Speaker 2:I'm sure we said and I said no more quotes, but there's enough quotes. During that last episode you were referencing before, tim, I'm sure that we made reference to the idea of diversification, meaning always having to say you're sorry.
Speaker 4:Yes.
Speaker 2:I mean, you're always, by definition. If you're diversified, you're always going to have something that is lagging in the portfolio and something that is leading, and that's part of it and that can work in your favor over the long haul if you can stay disciplined and stick with the strategy, rebalance back into the areas that are lagging and take some profits from the ones that are leading over time. That's what it's all about, but nobody said it was going to be easy.
Speaker 1:Simple. Sometimes. It can be simple, but not easy. We say that a lot too.
Speaker 3:Yep, it's also hard to do when it's time to do it.
Speaker 1:That's the other part of Behaviorally it feels the opposite of what your gut wants you to do or what feels good.
Speaker 3:I think there's also a lot of misunderstanding when we talk about small caps in the sense that there are small caps in general and then there's small cap growth, small cap value. There is the Russell 2000. There is the S&P small cap index 2000, there is the S&P small cap index. These are. You know, when ETFs were initially created they were based off an index. So it was a race to create indexes because then we could build an ETF off of it. But there's pretty large difference between something like the S&P small cap index and the Russell 2000. Do we want to talk about that?

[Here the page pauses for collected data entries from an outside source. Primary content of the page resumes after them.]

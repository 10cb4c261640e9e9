use std::{
    env, fs,
    path::{Path, PathBuf},
    process,
};

// Host implementation of the critical section used by the engine's shared wrapper.
use critical_section as _;
use stridewatch::motion_engine::{
    ActivityMode, ClassifierContext, EngineOutput, ModeResult, Status,
};

#[derive(Clone, Copy, Debug, PartialEq, Eq)]
struct ReplaySample {
    seq: u16,
    x: i16,
    z: i16,
}

#[derive(Debug, PartialEq, Eq)]
struct ReplayArgs {
    trace_path: PathBuf,
    mode: ActivityMode,
    age: Option<u16>,
    expect_path: Option<PathBuf>,
}

fn main() {
    if let Err(err) = run() {
        eprintln!("error: {err}");
        process::exit(1);
    }
}

fn run() -> Result<(), String> {
    let args: Vec<String> = env::args().collect();
    let Some(args) = parse_args(&args[1..])? else {
        println!("{}", usage());
        return Ok(());
    };

    let samples = parse_trace(&args.trace_path)?;
    let mut ctx = ClassifierContext::default();
    if let Some(age) = args.age {
        ctx.select_age_profile(age);
    }

    let mut lines: Vec<String> = Vec::new();
    for sample in &samples {
        let output = ctx.classify(sample.x, sample.z, sample.seq, args.mode);
        if let Some(line) = format_output(args.mode, &output) {
            println!("result,{},{}", sample.seq, line);
            lines.push(line);
        }
    }

    if let Some(expect_path) = args.expect_path {
        let expected = parse_expected(&expect_path)?;
        if lines != expected {
            eprintln!("expected: {}", expected.join(" | "));
            eprintln!("actual:   {}", lines.join(" | "));
            return Err("result sequence mismatch".into());
        }
    }

    Ok(())
}

fn usage() -> String {
    "usage: motion_replay <trace.csv> --mode <name> [--age N] [--expect expected.txt]".to_string()
}

fn parse_args(args: &[String]) -> Result<Option<ReplayArgs>, String> {
    if args.is_empty() {
        return Err(usage());
    }

    let mut trace_path: Option<PathBuf> = None;
    let mut mode: Option<ActivityMode> = None;
    let mut age: Option<u16> = None;
    let mut expect_path: Option<PathBuf> = None;

    let mut idx = 0usize;
    while idx < args.len() {
        match args[idx].as_str() {
            "--mode" => {
                idx += 1;
                let Some(name) = args.get(idx) else {
                    return Err("missing name after --mode".into());
                };
                mode = Some(parse_mode(name)?);
            }
            "--age" => {
                idx += 1;
                let Some(raw) = args.get(idx) else {
                    return Err("missing value after --age".into());
                };
                age = Some(
                    raw.parse::<u16>()
                        .map_err(|e| format!("invalid age '{raw}': {e}"))?,
                );
            }
            "--expect" => {
                idx += 1;
                let Some(path) = args.get(idx) else {
                    return Err("missing path after --expect".into());
                };
                expect_path = Some(PathBuf::from(path));
            }
            "-h" | "--help" => return Ok(None),
            value if value.starts_with('-') => {
                return Err(format!("unknown argument: {value}"));
            }
            value => {
                if trace_path.is_some() {
                    return Err("multiple trace paths provided".into());
                }
                trace_path = Some(PathBuf::from(value));
            }
        }
        idx += 1;
    }

    Ok(Some(ReplayArgs {
        trace_path: trace_path.ok_or_else(usage)?,
        mode: mode.ok_or("missing --mode")?,
        age,
        expect_path,
    }))
}

fn parse_mode(name: &str) -> Result<ActivityMode, String> {
    if let Ok(id) = name.parse::<u8>() {
        return ActivityMode::try_from(id).map_err(|e| e.to_string());
    }
    name.parse::<ActivityMode>()
        .map_err(|_| format!("unknown mode '{name}'"))
}

fn parse_trace(path: &Path) -> Result<Vec<ReplaySample>, String> {
    let text =
        fs::read_to_string(path).map_err(|e| format!("failed to open {}: {e}", path.display()))?;
    parse_trace_str(&text).map_err(|e| format!("{}:{e}", path.display()))
}

/// Parses `seq,x,z` rows. Blank lines, `#` comments and the header row are skipped.
fn parse_trace_str(text: &str) -> Result<Vec<ReplaySample>, String> {
    let mut out = Vec::new();
    for (line_no, line) in text.lines().enumerate() {
        let line_no = line_no + 1;
        let trimmed = line.trim();
        if trimmed.is_empty() || trimmed.starts_with('#') || trimmed == "seq,x,z" {
            continue;
        }

        let parts: Vec<&str> = trimmed.split(',').collect();
        if parts.len() != 3 {
            return Err(format!("{line_no} invalid trace line, expected seq,x,z"));
        }
        out.push(ReplaySample {
            seq: parse_field(parts[0], line_no, "seq")?,
            x: parse_field(parts[1], line_no, "x")?,
            z: parse_field(parts[2], line_no, "z")?,
        });
    }
    Ok(out)
}

fn parse_field<T>(raw: &str, line_no: usize, field: &str) -> Result<T, String>
where
    T: std::str::FromStr,
    T::Err: std::fmt::Display,
{
    raw.trim()
        .parse::<T>()
        .map_err(|e| format!("{line_no} invalid {field} '{}': {e}", raw.trim()))
}

fn parse_expected(path: &Path) -> Result<Vec<String>, String> {
    let text =
        fs::read_to_string(path).map_err(|e| format!("failed to open {}: {e}", path.display()))?;
    Ok(text
        .lines()
        .map(str::trim)
        .filter(|line| !line.is_empty() && !line.starts_with('#'))
        .map(str::to_string)
        .collect())
}

/// One line per finished cycle; charging outputs produce nothing.
fn format_output(mode: ActivityMode, output: &EngineOutput) -> Option<String> {
    match output.status {
        Status::DataCharging => None,
        Status::Error => Some(format!(
            "{},error,{}",
            mode.label(),
            output
                .error
                .map(|e| e.to_string())
                .unwrap_or_else(|| "unknown".into())
        )),
        Status::Success => Some(format!(
            "{},{}",
            mode.label(),
            output.result.map(format_result).unwrap_or_default()
        )),
    }
}

fn format_result(result: ModeResult) -> String {
    match result {
        ModeResult::Daily(count) => {
            format!("walk={},run={},dash={}", count.walk, count.run, count.dash)
        }
        ModeResult::Flight(record) => format!(
            "samples={},ms={},start={}",
            record.samples,
            record.duration_ms,
            record.start.get()
        ),
        ModeResult::Count(count) => format!("count={count}"),
        ModeResult::Onset(record) => match record.onset {
            Some(seq) => format!("onset={}", seq.get()),
            None => "onset=none".to_string(),
        },
    }
}
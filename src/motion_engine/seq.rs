/// Raw sample sequence id. Increments once per raw sample and wraps at 65536.
#[derive(Clone, Copy, Debug, Default, Eq, PartialEq, Hash)]
pub struct SeqId(pub u16);

impl SeqId {
    pub const fn new(raw: u16) -> Self {
        Self(raw)
    }

    pub const fn get(self) -> u16 {
        self.0
    }

    /// Forward distance from `earlier` to `self`, modulo 65536.
    pub const fn cyclic_distance(self, earlier: SeqId) -> u16 {
        self.0.wrapping_sub(earlier.0)
    }

    /// Shortest distance between two ids in either direction.
    pub fn separation(self, other: SeqId) -> u16 {
        let forward = self.cyclic_distance(other);
        let backward = other.cyclic_distance(self);
        forward.min(backward)
    }

    pub const fn advance(self, samples: u16) -> Self {
        Self(self.0.wrapping_add(samples))
    }

    pub const fn rewind(self, samples: u16) -> Self {
        Self(self.0.wrapping_sub(samples))
    }
}

impl From<u16> for SeqId {
    fn from(raw: u16) -> Self {
        Self(raw)
    }
}

pub fn samples_to_ms(samples: u16, odr_hz: f32) -> u32 {
    if odr_hz <= 0.0 {
        return 0;
    }
    (samples as f32 * 1000.0 / odr_hz) as u32
}

#[cfg(test)]
mod tests {
    use super::*;

    #[test]
    fn cyclic_distance_survives_wraparound() {
        let previous = SeqId(65534);
        let current = SeqId(5);
        assert_eq!(current.cyclic_distance(previous), 7);
        assert_eq!(
            SeqId(107).cyclic_distance(SeqId(100)),
            current.cyclic_distance(previous)
        );
    }

    #[test]
    fn separation_is_symmetric() {
        assert_eq!(SeqId(3).separation(SeqId(65533)), 6);
        assert_eq!(SeqId(65533).separation(SeqId(3)), 6);
        assert_eq!(SeqId(40).separation(SeqId(40)), 0);
    }

    #[test]
    fn advance_and_rewind_wrap() {
        assert_eq!(SeqId(65530).advance(10), SeqId(4));
        assert_eq!(SeqId(4).rewind(13), SeqId(65527));
    }

    #[test]
    fn interval_conversion_uses_rate() {
        assert_eq!(samples_to_ms(7, 100.0), 70);
        assert_eq!(samples_to_ms(52, 104.0), 500);
        assert_eq!(samples_to_ms(10, 0.0), 0);
    }
}
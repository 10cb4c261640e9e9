use log::warn;
use statig::{blocking::IntoStateMachineExt as _, prelude::*};

use super::{
    seq::SeqId,
    types::{AxisBounds, ClassifyError, DetectorKind, Direction, Peak, PeakTable, Sample},
};

#[derive(Clone, Copy, Debug)]
struct ScanStep {
    prev: f32,
    current: Sample,
    next: f32,
}

#[derive(Default)]
struct ScanContext {
    peaks: PeakTable,
    overflowed: bool,
}

impl ScanContext {
    fn emit(&mut self, peak: Peak) {
        if self.peaks.push(peak).is_err() {
            self.overflowed = true;
        }
    }
}

#[derive(Clone, Copy, Debug)]
struct Candidate {
    value: f32,
    sample: Sample,
    confirmed: bool,
}

impl Candidate {
    const fn cleared_max() -> Self {
        Self {
            value: f32::MIN,
            sample: Sample {
                value: 0.0,
                seq: SeqId(0),
            },
            confirmed: false,
        }
    }

    const fn cleared_min() -> Self {
        Self {
            value: f32::MAX,
            ..Self::cleared_max()
        }
    }

    // Unconfirmed until a local extreme at least as deep replaces it.
    const fn seeded(sample: Sample) -> Self {
        Self {
            value: sample.value,
            sample,
            confirmed: false,
        }
    }

    const fn confirmed(sample: Sample) -> Self {
        Self {
            value: sample.value,
            sample,
            confirmed: true,
        }
    }

    fn peak(self, direction: Direction) -> Peak {
        Peak {
            value: self.value,
            direction,
            index: self.sample.seq,
        }
    }
}

struct PeakScanner {
    bounds: AxisBounds,
    kind: DetectorKind,
    max: Candidate,
    min: Candidate,
}

impl PeakScanner {
    fn new(bounds: AxisBounds, kind: DetectorKind) -> Self {
        Self {
            bounds,
            kind,
            max: Candidate::cleared_max(),
            min: Candidate::cleared_min(),
        }
    }

    fn opposite_seed(&self, sample: Sample, cleared: Candidate) -> Candidate {
        match self.kind {
            DetectorKind::Hysteresis => Candidate::seeded(sample),
            DetectorKind::Ladder => cleared,
        }
    }

    fn track_max(&mut self, step: &ScanStep) {
        let value = step.current.value;
        if value > self.bounds.upper.high
            && value - step.prev >= 0.0
            && value - step.next > 0.0
            && (value > self.max.value || (!self.max.confirmed && value >= self.max.value))
        {
            self.max = Candidate::confirmed(step.current);
        }
    }

    fn track_min(&mut self, step: &ScanStep) {
        let value = step.current.value;
        if value < self.bounds.lower.low
            && value - step.prev <= 0.0
            && value - step.next < 0.0
            && (value < self.min.value || (!self.min.confirmed && value <= self.min.value))
        {
            self.min = Candidate::confirmed(step.current);
        }
    }
}

#[state_machine(initial = "State::seeking_max()")]
impl PeakScanner {
    #[state]
    fn seeking_max(&mut self, context: &mut ScanContext, event: &ScanStep) -> Outcome<State> {
        self.track_max(event);

        let value = event.current.value;
        let mut leave = false;
        if value < self.bounds.upper.low && self.max.confirmed {
            context.emit(self.max.peak(Direction::Plus));
            self.min = Candidate::cleared_min();
            leave = true;
        }
        if value < self.bounds.lower.low {
            self.min = self.opposite_seed(event.current, Candidate::cleared_min());
            leave = true;
        }

        if !leave {
            return Handled;
        }
        self.max = Candidate::cleared_max();
        // The crossing sample is also the first sample of the minimum search.
        self.track_min(event);
        Transition(State::seeking_min())
    }

    #[state]
    fn seeking_min(&mut self, context: &mut ScanContext, event: &ScanStep) -> Outcome<State> {
        self.track_min(event);

        let value = event.current.value;
        let mut leave = false;
        if value > self.bounds.lower.high && self.min.confirmed {
            context.emit(self.min.peak(Direction::Minus));
            self.max = Candidate::cleared_max();
            leave = true;
        }
        if value > self.bounds.upper.high {
            self.max = self.opposite_seed(event.current, Candidate::cleared_max());
            leave = true;
        }

        if !leave {
            return Handled;
        }
        self.min = Candidate::cleared_min();
        Transition(State::seeking_max())
    }
}

/// Scans `window[1..len-1]` for alternating extrema crossing the hysteresis bounds.
pub fn detect_peaks(
    window: &[Sample],
    bounds: AxisBounds,
    kind: DetectorKind,
) -> Result<PeakTable, ClassifyError> {
    let mut context = ScanContext::default();
    if window.len() < 3 {
        return Ok(context.peaks);
    }

    let mut machine = PeakScanner::new(bounds, kind).state_machine();
    for i in 1..window.len() - 1 {
        let step = ScanStep {
            prev: window[i - 1].value,
            current: window[i],
            next: window[i + 1].value,
        };
        machine.handle_with_context(&step, &mut context);
        if context.overflowed {
            warn!("peak table full at seq {}", window[i].seq.get());
            return Err(ClassifyError::PeakTableOverflow);
        }
    }

    Ok(context.peaks)
}
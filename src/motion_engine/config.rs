use super::types::{ActivityMode, Axis, DetectorKind, PairingKind, SpikeFilter};

#[derive(Clone, Copy, Debug)]
pub struct SensorConfig {
    pub odr_hz: f32,
}

#[derive(Clone, Copy, Debug, Eq, PartialEq)]
pub struct IntervalLimits {
    pub run_up_ms: u32,
    pub dash_up_ms: u32,
}

#[derive(Clone, Copy, Debug)]
pub struct GaitConfig {
    pub walk_up_ms: u32,
    pub dash_floor_ms: u32,
    pub single_walk_min_ptop: f32,
    pub single_run_min_ptop: f32,
    pub change_age: u16,
    pub junior: IntervalLimits,
    pub senior: IntervalLimits,
}

#[derive(Clone, Copy, Debug)]
pub struct JumpThresholds {
    pub minus_max: f32,
    pub ptop_min: f32,
    pub plus_min: f32,
    pub flat_slope: f32,
    pub landing_reach: u16,
}

#[derive(Clone, Copy, Debug)]
pub struct SpeedReactionThresholds {
    pub minus_max: f32,
    pub ptop_min: f32,
    pub plus_min: f32,
    pub flat_slope: f32,
}

#[derive(Clone, Copy, Debug)]
pub struct StartReactionThresholds {
    pub flat_slope: f32,
    pub plateau_ratio: f32,
}

#[derive(Clone, Copy, Debug)]
pub struct CountThresholds {
    pub minus_max: f32,
    pub ptop_min: f32,
}

#[derive(Clone, Copy, Debug)]
pub struct SideAgilityThresholds {
    pub minus_offset: f32,
    pub ptop_min: f32,
    pub min_gap_samples: u16,
    pub max_ptop_time: u16,
}

#[derive(Clone, Copy, Debug)]
pub struct EventThresholds {
    pub jump: JumpThresholds,
    pub speed_reaction: SpeedReactionThresholds,
    pub start_reaction: StartReactionThresholds,
    pub tap: CountThresholds,
    pub ladder: CountThresholds,
    pub teleport: CountThresholds,
    pub side_agility: SideAgilityThresholds,
}

#[derive(Clone, Copy, Debug)]
pub struct WakeupConfig {
    pub threshold: i16,
    pub min_run: u16,
    pub pair_window: u16,
    pub bursts: u8,
}

#[derive(Clone, Copy, Debug)]
pub struct ModeConfig {
    pub mode: ActivityMode,
    pub axis: Axis,
    pub window_len: u16,
    pub percentile_n: u16,
    pub low_coeff: f32,
    pub high_coeff: f32,
    pub ptop_threshold: f32,
    pub pair_reach: u16,
    pub peak_time: u16,
    pub detector: DetectorKind,
    pub pairing: PairingKind,
    pub spike_filter: SpikeFilter,
}

#[derive(Clone, Copy, Debug)]
pub struct ActivityConfig {
    pub sensor: SensorConfig,
    pub gait: GaitConfig,
    pub events: EventThresholds,
    pub wakeup: WakeupConfig,
    pub modes: [ModeConfig; ActivityMode::COUNT],
}

impl ActivityConfig {
    pub fn mode(&self, mode: ActivityMode) -> &ModeConfig {
        &self.modes[mode.as_u8() as usize]
    }
}

include!(concat!(env!("OUT_DIR"), "/mode_config.rs"));

pub fn active_config() -> &'static ActivityConfig {
    &ACTIVITY_CONFIG
}
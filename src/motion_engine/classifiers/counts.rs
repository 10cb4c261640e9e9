use crate::motion_engine::{
    config::{CountThresholds, SideAgilityThresholds},
    seq::{samples_to_ms, SeqId},
    types::WalkPeak,
};

/// Counts walk-peaks whose minus stays below `minus_max` and whose swing exceeds `ptop_min`.
pub fn count_matching(walk: &[WalkPeak], thresholds: &CountThresholds) -> u16 {
    walk.iter()
        .filter(|w| w.minus_value < thresholds.minus_max && w.ptop_value > thresholds.ptop_min)
        .count() as u16
}

/// Counts short, strong lateral swings separated by at least `min_gap_samples`.
///
/// The minus limit floats with the window's negative mean. The first counted
/// swing is also held to the gap through its carried-over interval.
pub fn count_side_steps(
    walk: &[WalkPeak],
    negative_mean: f32,
    thresholds: &SideAgilityThresholds,
    odr_hz: f32,
) -> u16 {
    let minus_limit = thresholds.minus_offset + negative_mean;
    // interval_ms is in ms, so the first counted peak compares against the gap
    // converted at the sensor rate (20 samples is 200 ms at 100 Hz).
    let min_gap_ms = samples_to_ms(thresholds.min_gap_samples, odr_hz);
    let mut last_counted: Option<SeqId> = None;
    let mut count = 0u16;

    for peak in walk {
        if !(peak.minus_value < minus_limit
            && peak.ptop_value > thresholds.ptop_min
            && peak.ptop_time < thresholds.max_ptop_time)
        {
            continue;
        }

        let spaced = match last_counted {
            Some(previous) => peak.plus_seq.cyclic_distance(previous) >= thresholds.min_gap_samples,
            None => peak.interval_ms == 0 || peak.interval_ms >= min_gap_ms,
        };
        if spaced {
            count += 1;
            last_counted = Some(peak.plus_seq);
        }
    }
    count
}
use std::{env, fs, path::PathBuf};

use mode_config_compiler::generate_from_path;

fn main() {
    let manifest_dir =
        PathBuf::from(env::var("CARGO_MANIFEST_DIR").expect("missing CARGO_MANIFEST_DIR"));
    let config_path = manifest_dir.join("config/modes.toml");

    println!("cargo:rerun-if-changed={}", config_path.display());

    let generated = generate_from_path(&config_path).unwrap_or_else(|e| {
        panic!(
            "mode config compile failed for {}: {e}",
            config_path.display()
        )
    });

    let out_dir = PathBuf::from(env::var("OUT_DIR").expect("missing OUT_DIR"));
    let out_file = out_dir.join("mode_config.rs");
    fs::write(&out_file, generated)
        .unwrap_or_else(|e| panic!("failed to write {}: {e}", out_file.display()));
}
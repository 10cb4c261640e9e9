use log::debug;

use crate::motion_engine::{
    config::{SpeedReactionThresholds, StartReactionThresholds},
    filters::FILTER_GROUP_DELAY,
    seq::SeqId,
    types::{DailyCount, OnsetRecord, Sample, WalkPeak},
    window::position_of,
};

fn walk_back_to_flat(window: &[Sample], from: usize, flat_slope: f32, ceiling: f32) -> SeqId {
    for j in (1..=from).rev() {
        if window[j].value - window[j - 1].value < flat_slope && window[j].value < ceiling {
            return window[j].seq;
        }
    }
    window[0].seq
}

fn compensate_delay(onset: SeqId) -> SeqId {
    onset.rewind(FILTER_GROUP_DELAY)
}

/// Onset of the strongest reaction swing, or `None` when no swing qualifies.
pub fn speed_reaction_onset(
    walk: &[WalkPeak],
    window: &[Sample],
    upper_high: f32,
    thresholds: &SpeedReactionThresholds,
) -> OnsetRecord {
    let best = walk
        .iter()
        .filter(|w| {
            w.minus_value < thresholds.minus_max
                && w.ptop_value > thresholds.ptop_min
                && w.plus_value > thresholds.plus_min
        })
        .fold(None::<&WalkPeak>, |best, peak| match best {
            Some(b) if b.ptop_value >= peak.ptop_value => Some(b),
            _ => Some(peak),
        });

    let onset = best
        .and_then(|peak| position_of(window, peak.plus_seq))
        .map(|pos| walk_back_to_flat(window, pos, thresholds.flat_slope, upper_high))
        .map(compensate_delay);
    if let Some(onset) = onset {
        debug!("speed reaction onset {}", onset.get());
    }
    OnsetRecord { onset }
}

/// Onset of the first stride once the gait classifier has counted any steps.
pub fn start_reaction_onset(
    walk: &[WalkPeak],
    count: DailyCount,
    window: &[Sample],
    thresholds: &StartReactionThresholds,
) -> OnsetRecord {
    if count.total() == 0 {
        return OnsetRecord::default();
    }
    let Some(first) = walk.first() else {
        return OnsetRecord::default();
    };

    let ceiling = first.plus_value * thresholds.plateau_ratio;
    let onset = position_of(window, first.plus_seq)
        .map(|pos| walk_back_to_flat(window, pos, thresholds.flat_slope, ceiling))
        .map(compensate_delay);
    if let Some(onset) = onset {
        debug!("start reaction onset {} below {}", onset.get(), ceiling as i32);
    }
    OnsetRecord { onset }
}
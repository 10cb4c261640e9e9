use super::{
    continuity::CarriedPeak,
    seq::{samples_to_ms, SeqId},
    types::{SpikeFilter, WalkPeak, WalkPeakTable},
};

fn compact(walk: &mut WalkPeakTable) -> usize {
    let before = walk.len();
    walk.retain(|w| w.valid);
    before - walk.len()
}

/// Drops walk-peaks already reported from the overlapping half of the previous window.
pub fn reject_duplicates(walk: &mut WalkPeakTable, carried: &[CarriedPeak]) -> usize {
    if carried.is_empty() {
        return 0;
    }
    for peak in walk.iter_mut() {
        if carried
            .iter()
            .any(|c| c.minus_seq == peak.minus_seq || c.plus_seq == peak.plus_seq)
        {
            peak.valid = false;
        }
    }
    compact(walk)
}

fn too_close(filter: SpikeFilter, minus: SeqId, plus: SeqId, peak_time: u16) -> bool {
    match filter {
        SpikeFilter::None => false,
        SpikeFilter::Ordered => {
            let lead = minus.cyclic_distance(plus);
            lead > 0 && lead < peak_time
        }
        SpikeFilter::Symmetric => plus.separation(minus) < peak_time,
    }
}

/// Drops walk-peaks whose plus sits within `peak_time` of an accepted minus,
/// first inside the window, then against the previous window's accepted list.
pub fn reject_spikes(
    walk: &mut WalkPeakTable,
    carried: &[CarriedPeak],
    filter: SpikeFilter,
    peak_time: u16,
) -> usize {
    if filter == SpikeFilter::None || walk.is_empty() {
        return 0;
    }

    let mut anchor = 0;
    for i in 1..walk.len() {
        if too_close(filter, walk[anchor].minus_seq, walk[i].plus_seq, peak_time) {
            walk[i].valid = false;
        } else {
            anchor = i;
        }
    }

    for peak in walk.iter_mut().filter(|w| w.valid) {
        if carried
            .iter()
            .any(|c| too_close(filter, c.minus_seq, peak.plus_seq, peak_time))
        {
            peak.valid = false;
        }
    }

    compact(walk)
}

/// Times the first walk-peak against the last accepted plus of the previous window.
pub fn link_first_interval(walk: &mut [WalkPeak], carried: &[CarriedPeak], odr_hz: f32) {
    if let (Some(first), Some(previous)) = (walk.first_mut(), carried.last()) {
        let samples = first.plus_seq.cyclic_distance(previous.plus_seq);
        first.interval_ms = samples_to_ms(samples, odr_hz);
    }
}
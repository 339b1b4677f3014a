//! Built-in network descriptors and well-known addresses.
//!
//! These are the two testnets the deployer targets out of the box. The
//! gateway and gas-service contracts are external infrastructure; they are
//! carried as configuration and never called by the deployment flow.

use std::collections::BTreeMap;

use alloy::primitives::Address;
use serde::{Deserialize, Serialize};

/// Poseidon contract deployed on the Ethereum testnet.
pub const POSEIDON_ADDR: &str = "0x90543074042965ACAB09eFCE96CBF5CfFeA1a4f5";
/// Sender account on the Ethereum testnet.
pub const SENDER_ADDR: &str = "0x9191Bab59eEB4b42A5ECad2Dd042e79Dec76E14E";

/// Poseidon contract deployed on BSC testnet.
pub const POSEIDON_BSC: &str = "0x90543074042965ACAB09eFCE96CBF5CfFeA1a4f5";
/// Receiver account on BSC testnet.
pub const RECEIVER_BSC: &str = "0x9191Bab59eEB4b42A5ECad2Dd042e79Dec76E14E";

/// Key of the Goerli descriptor in the network table.
pub const GOERLI: &str = "goerli";
/// Key of the BSC testnet descriptor in the network table.
pub const BSC: &str = "bsc";

/// A blockchain network the deployer can target.
#[derive(Debug, Clone, PartialEq, Eq, Deserialize, Serialize)]
pub struct NetworkDescriptor {
    /// JSON-RPC endpoint.
    pub url: String,

    /// EIP-155 chain identifier.
    pub chain_id: u64,

    /// Gateway contract address.
    pub gateway: String,

    /// Gas-service contract address.
    #[serde(alias = "gasservice")]
    pub gas_service: String,

    /// Human-readable network name.
    pub name: String,
}

impl NetworkDescriptor {
    /// Parse the endpoint into a URL.
    pub fn rpc_url(&self) -> Result<url::Url, url::ParseError> {
        self.url.parse()
    }

    pub fn goerli() -> Self {
        Self {
            url: "https://eth-goerli.g.alchemy.com/v2/wQZhZrGooqQlJMi44xtV3WQEAlhY8Ycz"
                .to_string(),
            chain_id: 5,
            gateway: "0xe432150cce91c13a887f7D836923d5597adD8E31".to_string(),
            gas_service: "0xbE406F0189A0B4cf3A05C286473D23791Dd44Cc6".to_string(),
            name: "ethereum-2".to_string(),
        }
    }

    pub fn bsc_testnet() -> Self {
        Self {
            url: "https://bsc-testnet.publicnode.com".to_string(),
            chain_id: 97,
            gateway: "0x4D147dCb984e6affEEC47e44293DA442580A3Ec0".to_string(),
            gas_service: "0xbE406F0189A0B4cf3A05C286473D23791Dd44Cc6".to_string(),
            name: "binance".to_string(),
        }
    }
}

/// The built-in network table, keyed by short name.
pub fn builtin_networks() -> BTreeMap<String, NetworkDescriptor> {
    BTreeMap::from([
        (GOERLI.to_string(), NetworkDescriptor::goerli()),
        (BSC.to_string(), NetworkDescriptor::bsc_testnet()),
    ])
}

/// Parse a 0x-prefixed hex address.
///
/// Mixed-case input is accepted without enforcing the EIP-55 checksum.
pub fn parse_address(s: &str) -> Result<Address, String> {
    if !s.starts_with("0x") {
        return Err(format!("address '{}' is missing the 0x prefix", s));
    }
    s.parse::<Address>()
        .map_err(|e| format!("invalid address '{}': {}", s, e))
}

/// Well-known addresses as (label, value) pairs, for display.
pub fn known_addresses() -> [(&'static str, &'static str); 4] {
    [
        ("poseidon", POSEIDON_ADDR),
        ("sender", SENDER_ADDR),
        ("poseidon_bsc", POSEIDON_BSC),
        ("receiver_bsc", RECEIVER_BSC),
    ]
}
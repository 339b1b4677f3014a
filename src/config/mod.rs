//! Configuration management subsystem.
//!
//! # Data Flow
//! ```text
//! config file (TOML, optional)
//!     → loader.rs (parse & deserialize, merge networks over built-ins)
//!     → command-line overrides (network, arity)
//!     → validation.rs (semantic checks)
//!     → DeployConfig (validated, immutable)
//! ```
//!
//! # Design Decisions
//! - All fields have defaults, so running without a file targets BSC testnet
//! - Validation separates syntactic (serde) from semantic checks
//! - Secrets never live in config; only the name of the env var does

pub mod loader;
pub mod networks;
pub mod schema;
pub mod validation;

pub use loader::ConfigError;
pub use networks::NetworkDescriptor;
pub use schema::{DeployConfig, DeployerConfig, LogFormat, LoggingConfig, PoseidonConfig};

Speaker 2:Yeah, I mean I just think in general, like you can get different flavors of small cap exposure, and having them at all in your portfolio is a decision that I think is beneficial. But then, beyond that, and probably the part that most people are relying on us to research for them is like, if you want to own small caps, how do you do it? And, to your point, these different indexes can get you different flavors of small cap exposure and that's going to impact your performance over the long haul. So I mean, that's that's something that we've spent time in the weeds thinking through for people and you know we have our reasons for how we get that exposure in the portfolios.
Speaker 1:But yeah, so I think that you know good discussion on small caps. They've been in the headlines recently for good performance, but overall, just another beneficial discussion about diversification. It's a good place to wrap up. That was episode 482 of the Malooly Asset Management Podcast. Thanks for listening. We'll see you on the next episode.
Speaker 4:Tom Malooly is an investment advisor representative with Malooly Asset Management. All opinions expressed by Tom and his podcast guests are solely their own opinions and do not necessarily reflect the opinions of Malooly Asset Management. This podcast is for informational purposes only and should not be relied upon as a basis for investment decisions. Clients of Malooly Asset Management may maintain positions and securities discussed in this podcast.